Antony Hegarty, is everything all right? You seem a little down.
Antony and the Johnsons
Swanlights
Rough Trade

But to be perfectly honest, Swanlights is about as chipper as Hegarty is ever really going to get. Hegarty’s fourth album with his band Antony and the Johnsons marks a turn for the optimistic compared to his previous work, which took on heavy themes such as isolation and Hegarty’s personal struggle with gender identity. Not to say those themes aren’t revisited in Swanlights — they are — but this time around, the tone of the album is based on healing rather than hurting.
The English-born singer-songwriter, who identifies as both gay and transsexual, is known for his biographical outsider music. On his latest album, Hegarty croons lyrics like “Snake, snake, shed your skin / Shed your skin and go away, away” on the track “Ghost,” which offers a powerful message of redemption and affirmation in spite of seemingly insurmountable odds. The meditative nature of the track reflects Hegarty’s own growth, not only as a musician, but as an individual overcoming his past “ghosts.”
The album opener “Everything is New” is a breathy, subtle little number that serves as an apt introduction to Hegarty’s therapeutic rebirth. At the same time, it reassures listeners this is still the same Antony and the Johnsons that brought the world the hauntingly beautiful I Am a Bird Now, the winner of the 2005 Mercury Prize and the album that helped launch Hegarty from relative obscurity into mainstream conscience. Quietly contemplative piano provides the backdrop to Hegarty’s ruminations.
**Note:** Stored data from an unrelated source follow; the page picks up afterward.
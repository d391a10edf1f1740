use anyhow::{anyhow, Result};
use futures_util::{SinkExt, StreamExt};
use std::time::Duration;
use tokio::sync::{mpsc, watch};
use tokio::time::{Instant, MissedTickBehavior};
use tokio_tungstenite::tungstenite::Message;

use super::decode::StreamDecoder;
use super::types::{ControlRequest, StatusKind, StatusMessage};
use crate::config::{ReconnectConfig, StreamConfig};
use crate::error::AppError;
use crate::event::ConnectionState;
use crate::model::tick::Tick;

/// Exponential backoff for reconnection.
#[derive(Debug, Clone)]
pub struct ExponentialBackoff {
    current: Duration,
    initial: Duration,
    max: Duration,
    factor: f64,
}

impl ExponentialBackoff {
    pub fn new(initial: Duration, max: Duration, factor: f64) -> Self {
        Self {
            current: initial,
            initial,
            max,
            factor,
        }
    }

    pub fn from_config(cfg: &ReconnectConfig) -> Self {
        Self::new(
            Duration::from_millis(cfg.initial_delay_ms),
            Duration::from_millis(cfg.max_delay_ms),
            cfg.factor,
        )
    }

    pub fn next_delay(&mut self) -> Duration {
        let delay = self.current;
        self.current = Duration::from_secs_f64(
            (self.current.as_secs_f64() * self.factor).min(self.max.as_secs_f64()),
        );
        delay
    }

    pub fn reset(&mut self) {
        self.current = self.initial;
    }
}

/// Identifies one transport session. Stale tokens are ignored by [`ReconnectGate`].
#[derive(Debug, Clone, Copy, PartialEq, Eq)]
pub struct SessionToken {
    generation: u64,
}

impl SessionToken {
    pub fn generation(&self) -> u64 {
        self.generation
    }
}

/// Session-generation counter that lets at most one reconnect be pending.
///
/// Close and error handlers both report through [`ReconnectGate::session_ended`];
/// only the first report for the live generation gets a delay back.
#[derive(Debug, Clone)]
pub struct ReconnectGate {
    generation: u64,
    live: Option<u64>,
    pending: bool,
    backoff: ExponentialBackoff,
}

impl ReconnectGate {
    pub fn new(backoff: ExponentialBackoff) -> Self {
        Self {
            generation: 0,
            live: None,
            pending: false,
            backoff,
        }
    }

    pub fn open_session(&mut self) -> SessionToken {
        self.generation += 1;
        self.live = Some(self.generation);
        self.pending = false;
        SessionToken {
            generation: self.generation,
        }
    }

    pub fn session_ended(&mut self, token: SessionToken) -> Option<Duration> {
        if self.pending || self.live != Some(token.generation) {
            return None;
        }
        self.generation += 1;
        self.live = None;
        self.pending = true;
        Some(self.backoff.next_delay())
    }

    /// A session reached `Subscribed`; the next failure starts from the initial delay.
    pub fn mark_subscribed(&mut self) {
        self.backoff.reset();
    }

    pub fn is_reconnect_pending(&self) -> bool {
        self.pending
    }

    pub fn generation(&self) -> u64 {
        self.generation
    }
}

enum SessionOutcome {
    Shutdown,
    ConsumerGone,
    Ended(AppError),
}

enum StatusAction {
    Subscribe,
    Fail(AppError),
    Nothing,
}

pub struct PolygonWsClient {
    url: String,
    api_key: String,
    subscription: String,
    decoder: StreamDecoder,
    wait_for_auth_ack: bool,
    subscribe_delay: Duration,
    auth_timeout: Duration,
    keepalive: Option<Duration>,
    reconnect: ReconnectConfig,
    state_tx: watch::Sender<ConnectionState>,
}

impl PolygonWsClient {
    pub fn new(cfg: &StreamConfig) -> Self {
        let (state_tx, _) = watch::channel(ConnectionState::Disconnected);
        Self {
            url: cfg.ws_url.clone(),
            api_key: cfg.api_key.clone(),
            subscription: cfg.subscription_params(),
            decoder: StreamDecoder::new(&cfg.trade_event),
            wait_for_auth_ack: cfg.wait_for_auth_ack,
            subscribe_delay: Duration::from_millis(cfg.subscribe_delay_ms),
            auth_timeout: Duration::from_millis(cfg.auth_timeout_ms),
            keepalive: cfg.keepalive_interval(),
            reconnect: cfg.reconnect.clone(),
            state_tx,
        }
    }

    pub fn state(&self) -> watch::Receiver<ConnectionState> {
        self.state_tx.subscribe()
    }

    fn set_state(&self, state: ConnectionState) {
        let previous = self.state_tx.send_replace(state);
        if previous != state {
            tracing::debug!(from = %previous, to = %state, "Connection state changed");
        }
    }

    /// Connect and run the WebSocket loop with automatic reconnection.
    /// Ticks go to `tick_tx` in arrival order. Returns when `shutdown` flips.
    pub async fn connect_and_run(
        &self,
        tick_tx: mpsc::Sender<Tick>,
        mut shutdown: watch::Receiver<bool>,
    ) -> Result<()> {
        let mut gate = ReconnectGate::new(ExponentialBackoff::from_config(&self.reconnect));
        let mut attempt: u32 = 0;

        loop {
            if *shutdown.borrow() {
                break;
            }
            attempt += 1;
            let token = gate.open_session();
            self.set_state(ConnectionState::Connecting);

            let outcome = self
                .run_session(token, &mut gate, &tick_tx, &mut shutdown)
                .await;
            self.set_state(ConnectionState::Disconnected);

            match outcome {
                SessionOutcome::Shutdown => {
                    tracing::info!("Stream shut down");
                    break;
                }
                SessionOutcome::ConsumerGone => {
                    return Err(anyhow!("tick consumer closed; stopping stream"));
                }
                SessionOutcome::Ended(e) => {
                    let delay = next_reconnect_delay(&mut gate, token)?;
                    tracing::warn!(
                        error = %e,
                        attempt,
                        delay_ms = delay.as_millis() as u64,
                        "Stream session ended, reconnecting"
                    );

                    tokio::select! {
                        _ = tokio::time::sleep(delay) => continue,
                        _ = shutdown.changed() => {
                            tracing::info!("Shutdown during reconnect");
                            break;
                        }
                    }
                }
            }
        }
        Ok(())
    }

    async fn run_session(
        &self,
        token: SessionToken,
        gate: &mut ReconnectGate,
        tick_tx: &mpsc::Sender<Tick>,
        shutdown: &mut watch::Receiver<bool>,
    ) -> SessionOutcome {
        tracing::info!(url = %self.url, generation = token.generation(), "Connecting");

        let connected = tokio::select! {
            res = tokio_tungstenite::connect_async(self.url.as_str()) => res,
            _ = shutdown.changed() => return SessionOutcome::Shutdown,
        };
        let ws_stream = match connected {
            Ok((ws_stream, _resp)) => ws_stream,
            Err(e) => {
                return SessionOutcome::Ended(AppError::WebSocket(format!("connect failed: {}", e)))
            }
        };
        tracing::info!("WebSocket connected");

        let (mut write, mut read) = ws_stream.split();

        let auth = ControlRequest::auth(&self.api_key).to_json();
        if let Err(e) = write.send(Message::Text(auth)).await {
            return SessionOutcome::Ended(AppError::WebSocket(format!("auth send failed: {}", e)));
        }
        self.set_state(ConnectionState::AwaitingAuth);
        let mut state = ConnectionState::AwaitingAuth;

        let auth_wait = if self.wait_for_auth_ack {
            self.auth_timeout
        } else {
            self.subscribe_delay
        };
        let auth_deadline = tokio::time::sleep(auth_wait);
        tokio::pin!(auth_deadline);

        let keepalive_period = self.keepalive.unwrap_or(Duration::from_secs(3600));
        let mut keepalive =
            tokio::time::interval_at(Instant::now() + keepalive_period, keepalive_period);
        keepalive.set_missed_tick_behavior(MissedTickBehavior::Delay);

        loop {
            tokio::select! {
                msg = read.next() => {
                    match msg {
                        Some(Ok(Message::Text(text))) => {
                            let decoded = match self.decoder.decode(&text) {
                                Ok(decoded) => decoded,
                                Err(e) => {
                                    tracing::warn!(error = %e, "Dropping undecodable frame");
                                    continue;
                                }
                            };
                            if decoded.dropped > 0 {
                                tracing::trace!(dropped = decoded.dropped, "Filtered frame elements");
                            }

                            for status in &decoded.statuses {
                                match self.on_status(status, state) {
                                    StatusAction::Subscribe => {
                                        if let Err(e) = self.subscribe(&mut write).await {
                                            return SessionOutcome::Ended(e);
                                        }
                                        state = ConnectionState::Subscribed;
                                        gate.mark_subscribed();
                                    }
                                    StatusAction::Fail(e) => return SessionOutcome::Ended(e),
                                    StatusAction::Nothing => {}
                                }
                            }

                            for tick in decoded.ticks {
                                tokio::select! {
                                    biased;
                                    _ = shutdown.changed() => {
                                        let _ = write.close().await;
                                        return SessionOutcome::Shutdown;
                                    }
                                    sent = tick_tx.send(tick) => {
                                        if sent.is_err() {
                                            let _ = write.close().await;
                                            if *shutdown.borrow() {
                                                return SessionOutcome::Shutdown;
                                            }
                                            return SessionOutcome::ConsumerGone;
                                        }
                                    }
                                }
                            }
                        }
                        Some(Ok(Message::Close(frame))) => {
                            let reason = frame
                                .map(|f| format!("{} {}", u16::from(f.code), f.reason))
                                .unwrap_or_else(|| "no close frame".to_string());
                            return SessionOutcome::Ended(AppError::WebSocket(format!(
                                "closed by server: {}",
                                reason
                            )));
                        }
                        Some(Ok(_)) => {
                            // Ping/pong/binary; tungstenite answers pings itself.
                        }
                        Some(Err(e)) => {
                            return SessionOutcome::Ended(AppError::WebSocket(format!(
                                "read error: {}",
                                e
                            )));
                        }
                        None => {
                            return SessionOutcome::Ended(AppError::WebSocket(
                                "stream ended".to_string(),
                            ));
                        }
                    }
                }
                _ = &mut auth_deadline, if state == ConnectionState::AwaitingAuth => {
                    if self.wait_for_auth_ack {
                        return SessionOutcome::Ended(AppError::AuthTimeout(
                            self.auth_timeout.as_millis() as u64,
                        ));
                    }
                    if let Err(e) = self.subscribe(&mut write).await {
                        return SessionOutcome::Ended(e);
                    }
                    state = ConnectionState::Subscribed;
                    gate.mark_subscribed();
                }
                _ = keepalive.tick(), if self.keepalive.is_some() && state == ConnectionState::Subscribed => {
                    match write.send(Message::Ping(Vec::new())).await {
                        Ok(()) => tracing::trace!("Sent keep-alive ping"),
                        Err(e) => tracing::warn!(error = %e, "Keep-alive ping failed"),
                    }
                }
                _ = shutdown.changed() => {
                    // Sends the close frame and flushes.
                    let _ = write.close().await;
                    return SessionOutcome::Shutdown;
                }
            }
        }
    }

    fn on_status(&self, status: &StatusMessage, state: ConnectionState) -> StatusAction {
        match status.kind {
            StatusKind::AuthSuccess => {
                tracing::info!(message = %status.message, "Authenticated");
                if self.wait_for_auth_ack && state == ConnectionState::AwaitingAuth {
                    StatusAction::Subscribe
                } else {
                    StatusAction::Nothing
                }
            }
            StatusKind::AuthFailed => {
                StatusAction::Fail(AppError::AuthRejected(status.message.clone()))
            }
            StatusKind::SubscriptionSuccess => {
                tracing::info!(message = %status.message, "Subscription confirmed");
                StatusAction::Nothing
            }
            StatusKind::Connected | StatusKind::Other => {
                tracing::debug!(status = %status.status, message = %status.message, "Status message");
                StatusAction::Nothing
            }
        }
    }

    async fn subscribe<S>(&self, write: &mut S) -> std::result::Result<(), AppError>
    where
        S: futures_util::Sink<Message> + Unpin,
        S::Error: std::fmt::Display,
    {
        let frame = ControlRequest::subscribe(&self.subscription).to_json();
        write
            .send(Message::Text(frame))
            .await
            .map_err(|e| AppError::WebSocket(format!("subscribe send failed: {}", e)))?;
        self.set_state(ConnectionState::Subscribed);
        tracing::info!(params = %self.subscription, "Subscribed");
        Ok(())
    }
}

/// Delay before reconnecting after `token`'s session ended.
///
/// A session the gate no longer considers live is an error rather than an
/// immediate reconnect.
fn next_reconnect_delay(gate: &mut ReconnectGate, token: SessionToken) -> Result<Duration> {
    gate.session_ended(token).ok_or_else(|| {
        anyhow!(
            "session {} already ended; refusing to reconnect without a delay",
            token.generation()
        )
    })
}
Equally emotive is the track “Thank You for Your Love,” a full-bodied, uplifting tribute: “When my mind was broken into a thousand pieces / Oh thank you for your love.” The song reflects upon Hegarty’s past trials and tribulations, suggesting that with the help of his loved ones, he has moved past those dark times.
Guest spots by luminaries like Björk also make their way onto the album — she lends her eerily sparse vocals to the joyful “Fletta,” amid a setting of weeping violins, reverberating cello and trickling flutes. Accompanied by Hegarty’s trademark tremulous voice, it’s the perfect pairing.
Swanlights as a whole, though consistent with Antony and the Johnsons’s mournful aesthetic, is much more hopeful than any album Hegarty has produced thus far. It seems as though the poster boy of tragedy pop has finally found his way to the light.